Alors là, on a la nausée ! Le mensonge est abyssal. Dans une tentative désastreuse de diabolisation, le journal suisse Le Temps fait dans la démesure, que dis-je, dans la démence. Il veut montrer aux fans de Dieudonné que son spectacle n’en est pas un. Qu’il n’est pas humoriste alors que le vocable humoriste est longuement utilisé. Des contradictions qui en disent long sur le formatage journalistique anti-Dieudonné. Ne tombez pas dans le panneau et aller voir « La Bête Immonde ». Lisez seulement cette diatribe humoristique. 

esclavage

Deux idées obsédantes façonnent le nouveau spectacle de Dieudonné, La Bête immonde, encore sur scène pour sa troisième et dernière représentation lausannoise ce lundi au Théâtre de Beaulieu. Deux idées: l’esclavage et le sexe anal.

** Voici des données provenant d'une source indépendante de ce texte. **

//! TOML config file loading and creation.

mod loader;
mod template;


pub use loader::{create_default_config, default_config_path, load_default, load_from_path};
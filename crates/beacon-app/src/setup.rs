//! Wiring from loaded configuration to the chat session.

use std::sync::Arc;

use beacon_chat::{ChatSettings, FileStore, HistoryStore, KeyValueStore, MemoryStore};
use beacon_common::{BeaconError, ConfigError};
use beacon_config::{BeaconConfig, ChatConfig};
use tracing::info;

use crate::cli::Args;

/// Load the config file named on the command line, or the default one,
/// then fold in command-line overrides.
pub fn load_config(args: &Args) -> Result<BeaconConfig, ConfigError> {
    let mut config = match &args.config {
        Some(path) => beacon_config::load_config_from(path)?,
        None => beacon_config::load_config()?,
    };
    if let Some(url) = &args.base_url {
        config.chat.base_url = url.clone();
        beacon_config::validate(&config)?;
    }
    Ok(config)
}

pub fn chat_settings(chat: &ChatConfig) -> ChatSettings {
    ChatSettings::default()
        .with_base_url(chat.base_url.clone())
        .with_request_timeout(chat.request_timeout())
        .with_cooldown(chat.cooldown())
        .with_countdown_tick(chat.countdown_tick())
        .with_connect_timeout(chat.connect_timeout())
}

/// Pick the history backend: memory when asked for, otherwise a file slot
/// under the flag, configured or platform data directory.
pub fn history_store(args: &Args, config: &BeaconConfig) -> Result<HistoryStore, BeaconError> {
    let storage = &config.storage;
    let backend: Arc<dyn KeyValueStore> = if args.in_memory || !storage.persist {
        info!("history kept in memory");
        Arc::new(MemoryStore::new())
    } else {
        let dir = match args.history_dir.clone().or_else(|| storage.directory.clone()) {
            Some(dir) => dir,
            None => FileStore::default_dir()?,
        };
        info!(dir = %dir.display(), "history persisted to disk");
        Arc::new(FileStore::new(dir))
    };
    Ok(HistoryStore::new(backend).with_key(storage.history_key.clone()))
}
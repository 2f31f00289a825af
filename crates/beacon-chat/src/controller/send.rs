//! `send_message` and completion handling.

use tokio::time::Instant;
use tracing::{debug, warn};

use crate::cooldown::Acquire;
use crate::request::{RequestOutcome, RequestToken};
use crate::transport::AskRequest;
use crate::Message;

use super::state::{failure_message, wait_text, SendOutcome, TIMEOUT_TEXT};
use super::ChatController;

impl ChatController {
    /// Send `text` to the assistant and record the outcome.
    ///
    /// A call made while another is in flight supersedes it: the older
    /// request is cancelled and its result, if any, is discarded.
    ///
    /// Once accepted, the request settles even if this future is dropped.
    pub async fn send_message(&self, text: &str) -> SendOutcome {
        if text.trim().is_empty() {
            return SendOutcome::Ignored;
        }

        let (ticket, pending) = {
            let mut state = self.inner.lock();

            if let Acquire::Rejected { remaining_seconds } = state.gate.try_acquire(Instant::now())
            {
                debug!(remaining_seconds, "send rejected by cooldown");
                state.error = Some(wait_text(remaining_seconds));
                self.inner.publish(&state);
                return SendOutcome::RateLimited { remaining_seconds };
            }

            let request = AskRequest::new(text, &state.messages);
            state.messages.push(Message::user(text));
            self.inner.store.save(&state.messages);
            state.loading = true;
            state.error = None;

            let ticket = state.requests.begin();
            let pending = state.requests.issue(&ticket, request);
            debug!(token = %ticket.token(), history = state.messages.len() - 1, "ask issued");

            self.start_countdown(&mut state);
            self.inner.publish(&state);
            (ticket, pending)
        };

        // Settle on a detached task so a dropped caller cannot strand the
        // ticket or leave `loading` set.
        let chat = self.clone();
        let token = ticket.token();
        let settle = tokio::spawn(async move {
            let outcome = pending.await;
            chat.complete(token, outcome)
        });

        match settle.await {
            Ok(outcome) => outcome,
            Err(e) => {
                warn!(%token, "chat request task failed: {e}");
                SendOutcome::Discarded
            }
        }
    }

    fn complete(&self, token: RequestToken, outcome: RequestOutcome) -> SendOutcome {
        let mut state = self.inner.lock();

        if !state.requests.finish(token) {
            debug!(%token, "discarding result of superseded request");
            return SendOutcome::Discarded;
        }

        match &outcome {
            RequestOutcome::Success(reply) => {
                state.messages.push(Message::assistant(reply.clone()));
            }
            RequestOutcome::Cancelled => {}
            failed => {
                match failed {
                    RequestOutcome::Timeout => {
                        warn!(%token, "chat request timed out");
                        state.error = Some(TIMEOUT_TEXT.to_string());
                    }
                    other => warn!(%token, outcome = ?other, "chat request failed"),
                }
                if let Some(message) = failure_message(failed) {
                    state.messages.push(message);
                }
            }
        }

        state.loading = false;
        self.inner.store.save(&state.messages);
        self.inner.publish(&state);

        if outcome == RequestOutcome::Cancelled {
            return SendOutcome::Discarded;
        }
        SendOutcome::Completed(outcome)
    }
}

Esclavage, pour commencer. Nous sommes dans un talk-show du XVIIe siècle, deux invités se font face: un aïeul du footballeur Anelka, esclave à la Martinique, et son propriétaire, membre de la famille Hayot. Un cours d’histoire se déploie à travers le sketch: la traite négrière serait un génocide occulté et ses auteurs seraient des juifs, à l’image du planteur Hayot. Mais ça, Dieudonné n’a pas le droit de le dire: il joue donc des points de suspension, que le public remplit sans peine dans sa tête, ou alors – trouvaille inattendue, assénée sur un ton triomphal – il remplace le mot interdit par «des Suisses»: ça sonne presque pareil.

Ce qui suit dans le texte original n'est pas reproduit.